WHAT IS BEING ASKED: After reading the entries below, copy word for word the lines from the first through the line containing "no longer references", and stop there.

DATASET:

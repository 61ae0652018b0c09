//! Cleanup command

use clap::Args;
use console::style;
use dialoguer::{Confirm, Input};
use tracing::info;

use stagehand_core::catalog::load_catalog;
use stagehand_core::error::{StagehandError, WorkflowError};
use stagehand_core::workflow::{
    execute_cleanup, fetch_cleanup_plan, CleanupOptions, CleanupPlan, CleanupReport,
};

use super::flag_pair;
use crate::cli::{output, Cli, Host, OutputFormat};

/// Delete releases and assets the catalog no longer references
#[derive(Debug, Args)]
pub struct CleanupCommand {
    /// App id or name; every app in the same repository is taken into account
    #[arg(short, long)]
    pub app: Option<String>,

    /// Skip confirmation prompt
    #[arg(short = 'y', long)]
    pub yes: bool,

    /// Delete git tags together with releases
    #[arg(long, overrides_with = "no_cleanup_tag")]
    pub cleanup_tag: bool,

    /// Keep git tags of deleted releases
    #[arg(long)]
    pub no_cleanup_tag: bool,

    /// Delete stray managed assets from releases that stay
    #[arg(long, overrides_with = "no_cleanup_assets")]
    pub cleanup_assets: bool,

    /// Leave assets of surviving releases alone
    #[arg(long)]
    pub no_cleanup_assets: bool,
}

impl CleanupCommand {
    /// Execute the cleanup command
    pub fn execute(&self, cli: &Cli) -> anyhow::Result<()> {
        info!(app = ?self.app, dry_run = cli.dry_run, "executing cleanup command");
        let runtime = tokio::runtime::Runtime::new()?;
        runtime.block_on(self.execute_async(cli))
    }

    async fn execute_async(&self, cli: &Cli) -> anyhow::Result<()> {
        let config = cli.tool_config()?;
        let catalog = load_catalog(&cli.catalog_path(&config)?)?;

        let app = match &self.app {
            Some(app) => app.clone(),
            None if !self.yes => Input::<String>::new()
                .with_prompt("App (id or name)")
                .interact_text()?,
            None => anyhow::bail!("--app is required"),
        };

        let options = CleanupOptions {
            delete_tags: flag_pair(self.cleanup_tag, self.no_cleanup_tag)
                .unwrap_or(config.publish.cleanup_tag),
            cleanup_assets: flag_pair(self.cleanup_assets, self.no_cleanup_assets)
                .unwrap_or(config.publish.cleanup_assets),
        };

        let host = Host::connect(&config, cli.dry_run)?;
        let plan = fetch_cleanup_plan(host.as_dyn(), &catalog, &app, &options).await?;

        if cli.is_text() {
            print_plan(&plan);
        }

        let report = if !plan.is_empty() && confirm_plan(cli, self.yes)? {
            Some(execute_cleanup(host.as_dyn(), &plan, &options).await)
        } else {
            None
        };

        match cli.format {
            OutputFormat::Json => {
                output::json(&serde_json::json!({
                    "plan": plan,
                    "report": report,
                    "planned": host.planned(),
                }))?;
            }
            OutputFormat::Text => {
                if let Some(report) = &report {
                    if !cli.quiet {
                        print_report(report);
                    }
                }
                if cli.dry_run && !cli.quiet {
                    host.report_planned();
                }
            }
        }

        match report {
            Some(report) if !report.is_success() => Err(StagehandError::from(
                WorkflowError::StepFailed {
                    step: "cleanup".to_string(),
                    reason: format!("{} deletions failed", report.failures.len()),
                },
            )
            .into()),
            _ => Ok(()),
        }
    }
}

/// Print what a cleanup would delete
pub(crate) fn print_plan(plan: &CleanupPlan) {
    if plan.is_empty() {
        output::success(&format!("Nothing to clean up in {}", plan.repo));
        return;
    }

    println!("{}", output::header(&format!("Cleanup plan for {}", plan.repo)));
    for deletion in &plan.releases {
        println!(
            "  {} release {} ({})",
            style("-").red(),
            output::tag_style().apply_to(&deletion.release.tag_name),
            deletion.reason
        );
    }
    for deletion in &plan.assets {
        println!(
            "  {} asset {} on {}",
            style("-").red(),
            deletion.asset.name,
            output::tag_style().apply_to(&deletion.release.tag_name)
        );
    }
    if !plan.ignored.is_empty() {
        println!(
            "{}",
            output::key_value("Ignored (not version tags)", &plan.ignored.join(", "))
        );
    }
}

/// Ask before deleting; dry runs and `--yes` skip the prompt
pub(crate) fn confirm_plan(cli: &Cli, yes: bool) -> anyhow::Result<bool> {
    if yes || cli.dry_run {
        return Ok(true);
    }
    let confirmed = Confirm::new()
        .with_prompt("Proceed with deletion?")
        .default(false)
        .interact()?;
    if !confirmed && !cli.quiet {
        output::warning("Cleanup skipped.");
    }
    Ok(confirmed)
}

/// Print what a cleanup run did
pub(crate) fn print_report(report: &CleanupReport) {
    for tag in &report.deleted_releases {
        output::success(&format!("Deleted release {}", tag));
    }
    for tag in &report.deleted_tags {
        output::success(&format!("Deleted tag {}", tag));
    }
    for asset in &report.deleted_assets {
        output::success(&format!("Deleted asset {}", asset));
    }
    for failure in &report.failures {
        output::error(&format!("{}: {}", failure.target, failure.error));
    }
}

#[cfg(test)]
mod tests {
    use super::*;
    use clap::Parser;

    #[test]
    fn test_parse_cleanup_flags() {
        let cli = Cli::try_parse_from([
            "stagehand",
            "cleanup",
            "--app",
            "boochat",
            "-y",
            "--no-cleanup-tag",
        ])
        .unwrap();
        let crate::cli::Commands::Cleanup(cmd) = cli.command else {
            panic!("expected cleanup");
        };
        assert!(cmd.yes);
        assert_eq!(flag_pair(cmd.cleanup_tag, cmd.no_cleanup_tag), Some(false));
        assert_eq!(flag_pair(cmd.cleanup_assets, cmd.no_cleanup_assets), None);
    }

    #[test]
    fn test_confirm_skipped_for_dry_run() {
        let cli = Cli::try_parse_from(["stagehand", "--dry-run", "cleanup"]).unwrap();
        assert!(confirm_plan(&cli, false).unwrap());
    }
}
//! Shared types for remote adapters

use serde::{Deserialize, Serialize};
use std::fmt;
use std::path::PathBuf;

/// A hosted repository, addressed as `owner/repo`
#[derive(Debug, Clone, PartialEq, Eq, Hash, Serialize, Deserialize)]
pub struct RepoRef {
    /// Repository owner (user or organization)
    pub owner: String,
    /// Repository name
    pub repo: String,
}

impl RepoRef {
    /// Create a new repository reference
    pub fn new(owner: impl Into<String>, repo: impl Into<String>) -> Self {
        Self {
            owner: owner.into(),
            repo: repo.into(),
        }
    }

    /// `owner/repo`
    pub fn full_name(&self) -> String {
        format!("{}/{}", self.owner, self.repo)
    }
}

impl fmt::Display for RepoRef {
    fn fmt(&self, f: &mut fmt::Formatter<'_>) -> fmt::Result {
        write!(f, "{}/{}", self.owner, self.repo)
    }
}

/// A release as reported by the host
#[derive(Debug, Clone, PartialEq, Eq, Serialize, Deserialize)]
pub struct Release {
    /// Host-assigned release identifier
    pub id: u64,
    /// Tag the release is attached to
    pub tag_name: String,
    /// Release title
    #[serde(default)]
    pub name: Option<String>,
    /// Attached assets
    #[serde(default)]
    pub assets: Vec<ReleaseAsset>,
}

impl Release {
    /// Find an attached asset by file name
    pub fn asset(&self, name: &str) -> Option<&ReleaseAsset> {
        self.assets.iter().find(|a| a.name == name)
    }
}

/// A file attached to a release
#[derive(Debug, Clone, PartialEq, Eq, Serialize, Deserialize)]
pub struct ReleaseAsset {
    /// Host-assigned asset identifier
    pub id: u64,
    /// File name
    pub name: String,
    /// Size in bytes
    #[serde(default)]
    pub size: u64,
}

/// A remote mutation captured instead of executed
#[derive(Debug, Clone, PartialEq, Eq, Serialize)]
#[serde(tag = "action", rename_all = "snake_case")]
pub enum PlannedMutation {
    CreateRelease {
        repo: String,
        tag: String,
        title: String,
    },
    UploadAsset {
        repo: String,
        tag: String,
        name: String,
        path: PathBuf,
    },
    DeleteRelease {
        repo: String,
        tag: String,
    },
    DeleteAsset {
        repo: String,
        tag: String,
        name: String,
    },
    DeleteTag {
        repo: String,
        tag: String,
    },
}

impl fmt::Display for PlannedMutation {
    fn fmt(&self, f: &mut fmt::Formatter<'_>) -> fmt::Result {
        match self {
            Self::CreateRelease { repo, tag, title } => {
                write!(f, "create release {} on {} (\"{}\")", tag, repo, title)
            }
            Self::UploadAsset {
                repo,
                tag,
                name,
                path,
            } => write!(
                f,
                "upload {} as {} to {}@{}",
                path.display(),
                name,
                repo,
                tag
            ),
            Self::DeleteRelease { repo, tag } => write!(f, "delete release {} on {}", tag, repo),
            Self::DeleteAsset { repo, tag, name } => {
                write!(f, "delete asset {} from {}@{}", name, repo, tag)
            }
            Self::DeleteTag { repo, tag } => write!(f, "delete tag {} on {}", tag, repo),
        }
    }
}

/// An outgoing email
#[derive(Debug, Clone, PartialEq, Eq, Serialize)]
pub struct MailMessage {
    /// Sender, either `addr` or `Name <addr>`
    pub from: String,
    /// Recipient address
    pub to: String,
    /// Subject line
    pub subject: String,
    /// HTML body
    pub html: String,
    /// Plain-text body
    pub text: String,
}

#[cfg(test)]
mod tests {
    use super::*;

    #[test]
    fn test_repo_full_name() {
        let repo = RepoRef::new("octo", "boochat");
        assert_eq!(repo.full_name(), "octo/boochat");
        assert_eq!(repo.to_string(), "octo/boochat");
    }

    #[test]
    fn test_release_asset_lookup() {
        let release = Release {
            id: 1,
            tag_name: "v1.0.0.alpha".to_string(),
            name: None,
            assets: vec![ReleaseAsset {
                id: 7,
                name: "boochat-alpha.1.apk".to_string(),
                size: 10,
            }],
        };
        assert_eq!(release.asset("boochat-alpha.1.apk").map(|a| a.id), Some(7));
        assert!(release.asset("boochat-alpha.2.apk").is_none());
    }

    #[test]
    fn test_planned_mutation_display() {
        let m = PlannedMutation::DeleteAsset {
            repo: "octo/boochat".to_string(),
            tag: "v1.0.0.alpha".to_string(),
            name: "boochat-alpha.1.apk".to_string(),
        };
        assert_eq!(
            m.to_string(),
            "delete asset boochat-alpha.1.apk from octo/boochat@v1.0.0.alpha"
        );
    }
}
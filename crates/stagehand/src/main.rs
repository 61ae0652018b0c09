//! Stagehand - release manager for mobile app builds

mod cli;
mod exit_codes;

use clap::Parser;
use tracing_subscriber::{layer::SubscriberExt, util::SubscriberInitExt, EnvFilter, Layer};

use cli::{output, Cli};

fn main() {
    let cli = Cli::parse();
    let guard = init_tracing(cli.verbose);

    let code = match cli.execute() {
        Ok(()) => exit_codes::SUCCESS,
        Err(err) => {
            output::error(&format!("{:#}", err));
            exit_codes::for_error(&err)
        }
    };

    // Flush the file log before exiting
    drop(guard);
    std::process::exit(code);
}

/// Set up tracing with two layers:
/// - Console: controlled by RUST_LOG (default: warn, info with --verbose)
/// - File: always debug-level JSON to ~/.stagehand/logs/
fn init_tracing(verbose: bool) -> Option<tracing_appender::non_blocking::WorkerGuard> {
    let default_level = if verbose { "info" } else { "warn" };
    let console_filter =
        EnvFilter::try_from_default_env().unwrap_or_else(|_| EnvFilter::new(default_level));

    if let Some(log_dir) = log_directory() {
        let file_appender = tracing_appender::rolling::daily(&log_dir, "stagehand.log");
        let (non_blocking, guard) = tracing_appender::non_blocking(file_appender);

        tracing_subscriber::registry()
            .with(
                tracing_subscriber::fmt::layer()
                    .with_target(false)
                    .with_writer(std::io::stderr)
                    .with_filter(console_filter),
            )
            .with(
                tracing_subscriber::fmt::layer()
                    .json()
                    .with_writer(non_blocking)
                    .with_target(true)
                    .with_filter(EnvFilter::new("debug")),
            )
            .init();

        return Some(guard);
    }

    // Fallback: console only
    tracing_subscriber::registry()
        .with(
            tracing_subscriber::fmt::layer()
                .with_target(false)
                .with_writer(std::io::stderr)
                .with_filter(console_filter),
        )
        .init();

    None
}

/// Returns the log directory path, creating it if needed.
fn log_directory() -> Option<std::path::PathBuf> {
    let log_dir = dirs::home_dir()?.join(".stagehand").join("logs");
    std::fs::create_dir_all(&log_dir).ok()?;
    Some(log_dir)
}
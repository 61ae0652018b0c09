//! Configuration system for Stagehand

pub mod defaults;
mod loader;
mod types;
pub mod validation;

pub use defaults::*;
pub use loader::*;
pub use types::*;
pub use validation::*;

RESPONSE AREA:
repository 61ae0652018b0c09
//! Cleanup command

use clap::Args;
use console::style;
use dialoguer::{Confirm, Input};
use tracing::info;

use stagehand_core::catalog::load_catalog;
use stagehand_core::error::{StagehandError, WorkflowError};
use stagehand_core::workflow::{
    execute_cleanup, fetch_cleanup_plan, CleanupOptions, CleanupPlan, CleanupReport,
};

use super::flag_pair;
use crate::cli::{output, Cli, Host, OutputFormat};

/// Delete releases and assets the catalog no longer references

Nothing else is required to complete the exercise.